Javier Marías. Seu Rosto Amanhã. Trad. de Eduardo Brandão. São
Paulo: Companhia das Letras, 2008.
Sob o rótulo da espionagem, o discurso
sinuoso do espanhol de Madri Javier Marías nos leva à observação do ser humano
com suas muitas caras. Já intitulado como “o mais inclassificável autor
espanhol contemporâneo”, reponsável por mais de 30 obras, Marías parece ter-se
superado com a tríade em foco, que compreende Febre e lança, de 408 páginas, Dança
e sonho, de 360, e Veneno, sombra e adeus, com 616. Uma
trilogia fascinante.
Narrar, não contar o que se sabe,
dissimular; observar, saber mais que o que se pode perceber, tornar mais agudos
os olhos da mente, perscrutar à exaustão a necessidade de ir sempre além das
aparências.. Acima de tudo, saber decifrar e usar a linguagem, tema explorado
por Alberto Manguel em Uma história da
leitura, pontuado ainda na questão do tradutor, profissão do protagonista.
O texto brilhante e agudo desses três romances relativiza verdades, explora o
paradoxo e utiliza elementos presentes às narrativas de nosso tempo com
mestria.
O narrador, chamado por vários nomes,
embora de base etimológica comum – Jacques, Jacobo ou Jaime Deza, Yago ou Jack,
para resumir – dificilmente poderia ser separado o próprio autor, já que
existem dados biográficos comuns aos dois. Longe de sugerir uma fragmentação do
personagem, essa pluralidade de denominações nos fala mais dos disfarces
necessários a um espião e das dubiedades com que o protagonista se vê
confrontado. É possível ainda ver nessas diferenças a preocupação, bem típica
de Marías, de explorar variações semânticas da linguagem.
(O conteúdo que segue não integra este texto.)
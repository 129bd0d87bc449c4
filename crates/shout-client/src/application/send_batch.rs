//! Concurrent fan-out of the configured messages.
//!
//! One task per message, all running independently; the batch completes only
//! when every flow has finished, and a failed flow never aborts the others.

use tracing::error;

use crate::infrastructure::network::{self, DriverConfig, DriverError};

/// Outcome of one request flow, tagged with the flow's index and message.
#[derive(Debug)]
pub struct FlowReport {
    pub id: usize,
    pub message: String,
    pub result: Result<Vec<u8>, DriverError>,
}

/// Sends every configured message on its own concurrent connection and
/// collects one report per flow.
///
/// Reports come back in flow order regardless of completion order.
pub async fn send_batch(config: &DriverConfig) -> Vec<FlowReport> {
    let mut handles = Vec::with_capacity(config.messages.len());
    for (id, message) in config.messages.iter().enumerate() {
        let addr = config.server_addr;
        let message = message.clone();
        handles.push(tokio::spawn(async move {
            let result = network::request(addr, message.as_bytes()).await;
            FlowReport { id, message, result }
        }));
    }

    let mut reports = Vec::with_capacity(handles.len());
    for handle in handles {
        match handle.await {
            Ok(report) => reports.push(report),
            // A panicked flow is its own failure; the rest of the batch
            // still completes and reports.
            Err(e) => error!("request flow aborted: {e}"),
        }
    }
    reports
}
Seja como for, o tom
de conversa adotado na narrativa, a ironia e certo neo-barroquismo, que se nota
na presença da polissemia bem utilizada, parecem também ligados à complexidade
da própria vida e do comportamento das pessoas.
O enredo não seria complicado sem as
variações inesperadas que o tornam divertido, incomum ou violento. Separado da
mulher, Deza vai de Madri a Londres para atuar cno magistério e trabalhar na
BBC. O professor Peter Wheeler, seu amigo, especializado em história recente da
Espanha, chama-o a participar de um grupo de espionagem que nem a inteligência
britânica conhece ainda. Mais secreto, impossível. O que caracteriza esses
agentes é a capacidade de conhecer as pessoas e entendê-las por seus gestos e
atos falhos, e até pelas expressões. Uma forma de tradução muito útil a quem
precisa saber até que ponto se pode confiar em alguém. Ao mesmo tempo,
uma habilidade invejável, já que qualquer um de nós gostaria de saber mais do
próximo do que suas palavras e atitudes deixam transparecer. Seu rosto amanhã, título da trilogia, se
refere a essa capacidade de saber até que ponto alguém seria capaz de mudanças
ameaçadoras.
De história de espionagem, Javier Marías transforma
sua proposta em reflexão profunda sobre o ser humano, sua capacidade de
fabulação, volubilidade e recursos de observação, dos quais parecemos saber
muito pouco. Indo mais longe, pode-se atribuir a esse romance ainda uma
impressionante exploração dos recursos da linguagem, mas não só: há também a
questão da intertextualidade, ligando suas referências à Guerra Civil Espanhola
e à Segunda Grande Guerra Mundial e a autores como Orwell, Fleming e a seu
personagem James Bond. Do romance, diz ainda Vinicius Jatobá: “o mais
interessante em Marías, além de sua visão sobre o tempo e memória, é a lentidão
de seu olhar: demora páginas sobre objetos, sobre pessoas, reflete, inventa
relatos para logo desmenti-los e os substituir por outros; cita obras alheias –
Orwell, Benet, de seu pai, o filosofo Julian Marías –
dialoga com Shakespeare,
com Proust, com Borges; retoma, recorrentemente, temas e motivos anteriores,
relendo e refletindo eles em contextos diferentes.”